The baby should be fed with pre-softened preemie nipples and given small amounts frequently. To help prevent reflux, the baby's head should be elevated about 30 degrees or more during feeding and for one to two hours after a feeding. If tolerated, high calories formulas or supplements may be fed to help the baby gain weight.

Prognosis

Most children born with Edwards' syndrome die within their first year of life. The average lifespan is less than two months for 50 percent of the children, and 90–95 percent die before their first birthday. The 5–10 percent of children who survive their first year have severe developmental disabilities. They need support to walk, and learning is limited. Verbal communication is also limited, but they can respond to comforting and can learn to recognize, smile, and interact with caregivers and others, and acquire such skills as rolling over and self-feeding. They will have many physical abnormalities that require constant care as doctors and parents work together to prevent and treat various problems.

Prevention

Most cases of Edwards' syndrome are not hereditary and cannot be prevented. However, parents who have had a child with Edwards' syndrome are at increased risk of having another child with the syndrome.

Parental Concerns

Following the birth of a child with Edwards' syndrome, families may wish to seek counseling regarding the effects on relationships within the family. Many people respond with guilt, fear, or blame when a genetic disorder is manifested within a family. Support groups are good sources of information about Edwards' syndrome and can offer emotional and psychological support.

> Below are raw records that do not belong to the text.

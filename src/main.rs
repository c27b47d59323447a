use cinnabar::{Addr, Config, Server};
use std::path::PathBuf;
use tokio::{net::TcpListener, sync::mpsc};
use tracing_subscriber::EnvFilter;

/// Usage: `cinnabar-server [config-file] [--key value]...`
/// Command line options override the file.
fn configuration() -> Result<Config, String> {
    let mut args = std::env::args().skip(1);
    let mut path = None;
    let mut overrides = Vec::new();

    while let Some(argument) = args.next() {
        if let Some(key) = argument.strip_prefix("--") {
            let value = args
                .next()
                .ok_or_else(|| format!("missing value for --{key}"))?;
            overrides.push((key.to_string(), value));
        } else if path.is_none() {
            path = Some(PathBuf::from(argument));
        } else {
            return Err(format!("unexpected argument '{argument}'"));
        }
    }

    let mut config = match path {
        Some(path) => Config::load(&path).map_err(|error| error.to_string())?,
        None => Config::default(),
    };
    for (key, value) in overrides {
        config
            .apply(&key, &value)
            .map_err(|error| error.to_string())?;
    }
    Ok(config)
}

#[tokio::main]
async fn main() {
    let config = match configuration() {
        Ok(config) => config,
        Err(error) => {
            eprintln!("cinnabar-server: {error}");
            std::process::exit(1);
        }
    };

    let filter = EnvFilter::try_from_default_env()
        .unwrap_or_else(|_| EnvFilter::new(config.tracing_filter()));
    tracing_subscriber::fmt().with_env_filter(filter).init();

    let port = config.port;
    let binds = config.bind.clone();
    let server = Server::start(config).await;

    // One acceptor task per bind address, funneled into the server.
    let (sender, mut streams) = mpsc::unbounded_channel();
    for host in binds {
        let listener = match TcpListener::bind((host.as_str(), port)).await {
            Ok(listener) => listener,
            Err(error) => {
                tracing::error!(%host, port, %error, "can't bind");
                std::process::exit(1);
            }
        };
        tracing::info!(%host, port, "listening");

        let sender = sender.clone();
        tokio::spawn(async move {
            loop {
                match listener.accept().await {
                    Ok((stream, peer)) => {
                        let local = stream.local_addr().ok();
                        let addr = local.map(|local| Addr { local, peer });
                        if sender.send((stream, addr)).is_err() {
                            break;
                        }
                    }
                    Err(error) => {
                        tracing::warn!(%error, "accept failed");
                    }
                }
            }
        });
    }
    drop(sender);

    tracing::info!(version = cinnabar::VERSION, "ready to accept connections");
    while let Some((stream, addr)) = streams.recv().await {
        server.connect(stream, addr);
    }
}
fn increment(client: &mut Client, store: &Store, key: &[u8], by: i64) -> CommandResult {
    let mut db = store.db(client.db)?.write();
    let value = db.str_or_default(key)?;
    let current = value.as_int().ok_or(ReplyError::Integer)?;
    let next = current.checked_add(by).ok_or(ReplyError::IncrOverflow)?;
    *value = Str::Int(next);
    db.touch(key);
    drop(db);
    client.reply(next);
    Ok(())
}

pub static GET: Command = Command {
    kind: CommandKind::Get,
    name: "get",
    arity: Arity::Exact(2),
    run: get,
    keys: Keys::Single,
    readonly: true,
    admin: false,
    noscript: false,
    pubsub: false,
    write: false,
};

fn get(client: &mut Client, store: &Store) -> CommandResult {
    let key = client.request.pop()?;
    let db = store.db(client.db)?.read();
    let value = db.get_str(&key)?.ok_or(Reply::Nil)?;
    let reply = Reply::from(value);
    drop(db);
    client.reply(reply);
    Ok(())
}

pub static GETDEL: Command = Command {
    kind: CommandKind::Getdel,
    name: "getdel",
    arity: Arity::Exact(2),
    run: getdel,
    keys: Keys::Single,
    readonly: false,
    admin: false,
    noscript: false,
    pubsub: false,
    write: true,
};

fn getdel(client: &mut Client, store: &Store) -> CommandResult {
    let key = client.request.pop()?;
    let mut db = store.db(client.db)?.write();
    let value = db.get_str(&key)?.ok_or(Reply::Nil)?;
    let reply = Reply::from(value);
    db.remove(&key);
    drop(db);
    client.reply(reply);
    Ok(())
}
use crate::{
    client::Client,
    command::{Arity, Command, CommandKind, CommandResult, Keys},
    reply::ReplyError,
    store::Store,
};

pub static SAVE: Command = Command {
    kind: CommandKind::Save,
    name: "save",
    arity: Arity::Exact(1),
    run: save,
    keys: Keys::None,
    readonly: false,
    admin: true,
    noscript: true,
    pubsub: false,
    write: false,
};

fn save(client: &mut Client, store: &Store) -> CommandResult {
    if store.snapshot.is_saving() {
        return Err(ReplyError::SaveInProgress.into());
    }
    match store.snapshot.save(&store.dbs) {
        Ok(()) => {
            store
                .stats
                .dirty
                .store(0, std::sync::atomic::Ordering::Relaxed);
            client.reply("OK");
            Ok(())
        }
        Err(error) => {
            tracing::error!(%error, "foreground save failed");
            Err(ReplyError::Custom(
                format!("ERR {error}").into_bytes().into(),
            )
            .into())
        }
    }
}

pub static BGSAVE: Command = Command {
    kind: CommandKind::Bgsave,
    name: "bgsave",
    arity: Arity::Minimum(1),
    run: bgsave,
    keys: Keys::None,
    readonly: false,
    admin: true,
    noscript: true,
    pubsub: false,
    write: false,
};

fn bgsave(client: &mut Client, store: &Store) -> CommandResult {
    match store
        .snapshot
        .background(&store.dbs, store.stats.dirty.clone())
    {
        Ok(()) => {
            client.reply("Background saving started");
            Ok(())
        }
        Err(()) => Err(ReplyError::SaveInProgress.into()),
    }
}

pub static LASTSAVE: Command = Command {
    kind: CommandKind::Lastsave,
    name: "lastsave",
    arity: Arity::Exact(1),
    run: lastsave,
    keys: Keys::None,
    readonly: false,
    admin: false,
    noscript: false,
    pubsub: false,
    write: false,
};

fn lastsave(client: &mut Client, store: &Store) -> CommandResult {
    let at = store.snapshot.last_save_secs();
    client.reply(i64::try_from(at).unwrap_or(i64::MAX));
    Ok(())
}

pub static BGREWRITEAOF: Command = Command {
    kind: CommandKind::Bgrewriteaof,
    name: "bgrewriteaof",
    arity: Arity::Exact(1),
    run: bgrewriteaof,
    keys: Keys::None,
    readonly: false,
    admin: true,
    noscript: true,
    pubsub: false,
    write: false,
};

fn bgrewriteaof(client: &mut Client, store: &Store) -> CommandResult {
    match store.aof.rewrite(&store.dbs) {
        Ok(()) => {
            client.reply("Background append only file rewriting started");
            Ok(())
        }
        Err(()) => Err(ReplyError::RewriteInProgress.into()),
    }
}
use crate::{
    aof::FsyncPolicy,
    bytes::{lex, parse, Output},
    evict::{self, Policy},
};
use logos::Logos;
use std::path::{Path, PathBuf};
use thiserror::Error;

/// The default number of databases in the selector.
pub const DEFAULT_DATABASES: usize = 16;

/// The snapshot file name inside `dir`.
pub const DUMP_FILENAME: &str = "dump.rdb";

/// The append-only log file name inside `dir`.
pub const AOF_FILENAME: &str = "appendonly.aof";

#[derive(Debug, Error)]
pub enum ConfigError {
    #[error("can't read config file: {0}")]
    Io(#[from] std::io::Error),

    #[error("unknown config key '{}'", Output(.0.as_bytes()))]
    UnknownKey(String),

    #[error("invalid value for '{key}': {reason}")]
    Invalid {
        key: &'static str,
        reason: &'static str,
    },

    #[error("missing value for '{}'", Output(.0.as_bytes()))]
    MissingValue(String),
}

#[derive(Clone, Copy, Debug, Eq, Hash, Logos, PartialEq)]
enum ConfigKey {
    #[regex(b"(?i:port)")]
    Port,

    #[regex(b"(?i:bind)")]
    Bind,

    #[regex(b"(?i:databases)")]
    Databases,

    #[regex(b"(?i:maxmemory)")]
    Maxmemory,

    #[regex(b"(?i:maxmemory-policy)")]
    MaxmemoryPolicy,

    #[regex(b"(?i:maxmemory-samples)")]
    MaxmemorySamples,

    #[regex(b"(?i:save)")]
    Save,

    #[regex(b"(?i:appendonly)")]
    Appendonly,

    #[regex(b"(?i:appendfsync)")]
    Appendfsync,

    #[regex(b"(?i:dir)")]
    Dir,

    #[regex(b"(?i:loglevel)")]
    Loglevel,
}

#[derive(Clone, Copy, Debug, Eq, Hash, Logos, PartialEq)]
enum YesNo {
    #[regex(b"(?i:yes)")]
    Yes,

    #[regex(b"(?i:no)")]
    No,
}

fn yes_no(value: &[u8], key: &'static str) -> Result<bool, ConfigError> {
    match lex(value) {
        Some(YesNo::Yes) => Ok(true),
        Some(YesNo::No) => Ok(false),
        None => Err(ConfigError::Invalid {
            key,
            reason: "argument must be 'yes' or 'no'",
        }),
    }
}

/// Parse a byte count, accepting `kb`/`mb`/`gb` (powers of 1024) and
/// `k`/`m`/`g` (powers of 1000) suffixes.
fn memory(value: &[u8], key: &'static str) -> Result<usize, ConfigError> {
    let error = ConfigError::Invalid {
        key,
        reason: "argument must be a memory size",
    };
    let text = std::str::from_utf8(value).map_err(|_| error)?;
    let text = text.trim().to_ascii_lowercase();

    let (digits, unit) = match text.find(|c: char| !c.is_ascii_digit()) {
        Some(at) => text.split_at(at),
        None => (&text[..], ""),
    };

    let error = ConfigError::Invalid {
        key,
        reason: "argument must be a memory size",
    };
    let base: usize = digits.parse().map_err(|_| error)?;

    let scale = match unit {
        "" | "b" => 1,
        "k" => 1000,
        "kb" => 1024,
        "m" => 1000 * 1000,
        "mb" => 1024 * 1024,
        "g" => 1000 * 1000 * 1000,
        "gb" => 1024 * 1024 * 1024,
        _ => {
            return Err(ConfigError::Invalid {
                key,
                reason: "argument must be a memory size",
            })
        }
    };

    Ok(base.saturating_mul(scale))
}

/// Server configuration: a flat key/value file plus command line
/// overrides.
#[derive(Clone, Debug)]
pub struct Config {
    pub port: u16,
    pub bind: Vec<String>,
    pub databases: usize,
    pub maxmemory: usize,
    pub maxmemory_policy: Policy,
    pub maxmemory_samples: usize,
    /// Snapshot triggers: `(seconds, changes)` pairs.
    pub save_points: Vec<(u64, u64)>,
    pub appendonly: bool,
    pub appendfsync: FsyncPolicy,
    pub dir: PathBuf,
    pub loglevel: String,
}

impl Default for Config {
    fn default() -> Self {
        Config {
            port: 6379,
            bind: vec!["127.0.0.1".to_string()],
            databases: DEFAULT_DATABASES,
            maxmemory: 0,
            maxmemory_policy: Policy::NoEviction,
            maxmemory_samples: evict::DEFAULT_SAMPLES,
            save_points: Vec::new(),
            appendonly: false,
            appendfsync: FsyncPolicy::EverySec,
            dir: PathBuf::from("."),
            loglevel: "notice".to_string(),
        }
    }
}

impl Config {
    /// Parse a config file: one `key value...` per line, `#` comments.
    pub fn load(path: &Path) -> Result<Config, ConfigError> {
        let mut config = Config::default();
        let text = std::fs::read_to_string(path)?;
        for line in text.lines() {
            let line = line.trim();
            if line.is_empty() || line.starts_with('#') {
                continue;
            }
            let (key, value) = match line.split_once(char::is_whitespace) {
                Some((key, value)) => (key, value.trim()),
                None => return Err(ConfigError::MissingValue(line.to_string())),
            };
            config.apply(key, value)?;
        }
        Ok(config)
    }

    /// Apply one option. Used for both file lines and `--key value`
    /// command line overrides.
    pub fn apply(&mut self, key: &str, value: &str) -> Result<(), ConfigError> {
        let Some(key) = lex::<ConfigKey>(key.as_bytes()) else {
            return Err(ConfigError::UnknownKey(key.to_string()));
        };
        let bytes = value.as_bytes();

        match key {
            ConfigKey::Port => {
                self.port = parse(bytes).ok_or(ConfigError::Invalid {
                    key: "port",
                    reason: "argument must be a port number",
                })?;
            }
            ConfigKey::Bind => {
                self.bind = value.split_whitespace().map(str::to_string).collect();
                if self.bind.is_empty() {
                    return Err(ConfigError::Invalid {
                        key: "bind",
                        reason: "at least one address is required",
                    });
                }
            }
            ConfigKey::Databases => {
                let databases: usize = parse(bytes).ok_or(ConfigError::Invalid {
                    key: "databases",
                    reason: "argument must be a positive integer",
                })?;
                if databases == 0 {
                    return Err(ConfigError::Invalid {
                        key: "databases",
                        reason: "argument must be a positive integer",
                    });
                }
                self.databases = databases;
            }
            ConfigKey::Maxmemory => {
                self.maxmemory = memory(bytes, "maxmemory")?;
            }
            ConfigKey::MaxmemoryPolicy => {
                self.maxmemory_policy =
                    Policy::parse(bytes).ok_or(ConfigError::Invalid {
                        key: "maxmemory-policy",
                        reason: "unknown eviction policy",
                    })?;
            }
            ConfigKey::MaxmemorySamples => {
                let samples: usize = parse(bytes).ok_or(ConfigError::Invalid {
                    key: "maxmemory-samples",
                    reason: "argument must be a positive integer",
                })?;
                self.maxmemory_samples = samples.max(1);
            }
            ConfigKey::Save => {
                // An empty value clears the schedule; numbers accumulate
                // as (seconds, changes) pairs.
                if value.is_empty() {
                    self.save_points.clear();
                    return Ok(());
                }
                let numbers: Option<Vec<u64>> =
                    value.split_whitespace().map(|n| n.parse().ok()).collect();
                let numbers = numbers.ok_or(ConfigError::Invalid {
                    key: "save",
                    reason: "arguments must be '<seconds> <changes>' pairs",
                })?;
                if numbers.len() % 2 != 0 {
                    return Err(ConfigError::Invalid {
                        key: "save",
                        reason: "arguments must be '<seconds> <changes>' pairs",
                    });
                }
                for pair in numbers.chunks_exact(2) {
                    self.save_points.push((pair[0], pair[1]));
                }
            }
            ConfigKey::Appendonly => {
                self.appendonly = yes_no(bytes, "appendonly")?;
            }
            ConfigKey::Appendfsync => {
                self.appendfsync =
                    FsyncPolicy::parse(bytes).ok_or(ConfigError::Invalid {
                        key: "appendfsync",
                        reason: "argument must be 'always', 'everysec' or 'no'",
                    })?;
            }
            ConfigKey::Dir => {
                self.dir = PathBuf::from(value);
            }
            ConfigKey::Loglevel => {
                self.loglevel = value.to_ascii_lowercase();
            }
        }

        Ok(())
    }

    pub fn dump_path(&self) -> PathBuf {
        self.dir.join(DUMP_FILENAME)
    }

    pub fn aof_path(&self) -> PathBuf {
        self.dir.join(AOF_FILENAME)
    }

    /// Map `loglevel` onto a tracing env-filter directive.
    pub fn tracing_filter(&self) -> &'static str {
        match self.loglevel.as_str() {
            "debug" => "debug",
            "verbose" => "debug",
            "notice" => "info",
            "warning" => "warn",
            "error" => "error",
            _ => "info",
        }
    }
}

#[cfg(test)]
mod tests {
    use super::*;

    #[test]
    fn defaults() {
        let config = Config::default();
        assert_eq!(config.port, 6379);
        assert_eq!(config.databases, 16);
        assert_eq!(config.maxmemory, 0);
        assert_eq!(config.maxmemory_policy, Policy::NoEviction);
        assert!(!config.appendonly);
    }

    #[test]
    fn apply_options() {
        let mut config = Config::default();
        config.apply("port", "6380").unwrap();
        config.apply("MAXMEMORY", "100mb").unwrap();
        config.apply("maxmemory-policy", "allkeys-lru").unwrap();
        config.apply("appendonly", "yes").unwrap();
        config.apply("appendfsync", "always").unwrap();
        config.apply("save", "900 1 300 10").unwrap();

        assert_eq!(config.port, 6380);
        assert_eq!(config.maxmemory, 100 * 1024 * 1024);
        assert_eq!(config.maxmemory_policy, Policy::AllkeysLru);
        assert!(config.appendonly);
        assert_eq!(config.appendfsync, FsyncPolicy::Always);
        assert_eq!(config.save_points, vec![(900, 1), (300, 10)]);
    }

    #[test]
    fn rejections() {
        let mut config = Config::default();
        assert!(config.apply("bogus", "1").is_err());
        assert!(config.apply("port", "not-a-port").is_err());
        assert!(config.apply("databases", "0").is_err());
        assert!(config.apply("maxmemory-policy", "sometimes").is_err());
        assert!(config.apply("save", "900").is_err());
        assert!(config.apply("appendonly", "maybe").is_err());
    }

    #[test]
    fn memory_units() {
        assert_eq!(memory(b"100", "maxmemory").unwrap(), 100);
        assert_eq!(memory(b"1kb", "maxmemory").unwrap(), 1024);
        assert_eq!(memory(b"1k", "maxmemory").unwrap(), 1000);
        assert_eq!(memory(b"2mb", "maxmemory").unwrap(), 2 * 1024 * 1024);
        assert_eq!(memory(b"1gb", "maxmemory").unwrap(), 1024 * 1024 * 1024);
        assert!(memory(b"five", "maxmemory").is_err());
    }

    #[test]
    fn load_file() {
        let dir = tempfile::tempdir().unwrap();
        let path = dir.path().join("server.conf");
        std::fs::write(
            &path,
            "# comment\n\nport 7000\nsave 60 100\nloglevel warning\n",
        )
        .unwrap();

        let config = Config::load(&path).unwrap();
        assert_eq!(config.port, 7000);
        assert_eq!(config.save_points, vec![(60, 100)]);
        assert_eq!(config.tracing_filter(), "warn");
    }
}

For those families whose child does survive the first weeks of life, the doctor should review with the parents the expected clinical course of the condition, and prepare a management plan for use when the child goes home. Each case must be considered on an individual basis, and the doctor should acknowledge the personal feelings of the parents, as well as the individual circumstances of each child. The theme of "best interest of the child" helps as a guiding principle in decision-making throughout the life of the child. There will be many challenges associated with the care of a child with Edwards' syndrome. As medical crises occur, parents will face decisions and emotions related to the possibility of the child dying.

See also Atrial septal defect; Congenital heart disease.

Resources

Books

Barnes, Ann M., and John C. Carey. Care of the Infant and Child with Trisomy 18 and 13: Medical Problems, Reported Treatments, and Milestones. Omaha, NE: Munroes-Meyer Institute for Genetics and Rehabilitation, 2000.

Stenson, Carol M., et al. Trisomy 18: A Guidebook for Families. Omaha, NE: Munroes-Meyer Institute for Genetics and Rehabilitation, 2000.

Organizations

Chromosome 18 Registry & Research Society. 7715 Oakridge Drive, San Antonio, TX 78229. (210) 657-4968. Web site: www.chromosome18.org.

Support Organization for Trisomy 18, 13, and Related Disorders (SOFT). 2982 South Union St., Rochester, NY 14624. (800) 716-7638. Web site: www.trisomy.org.

Web Sites

Trisomy 18 Support: Families Caring for Families. Available online at: www.trisomy18support.org.

[Article by: Judith Sims; Julia Barrett]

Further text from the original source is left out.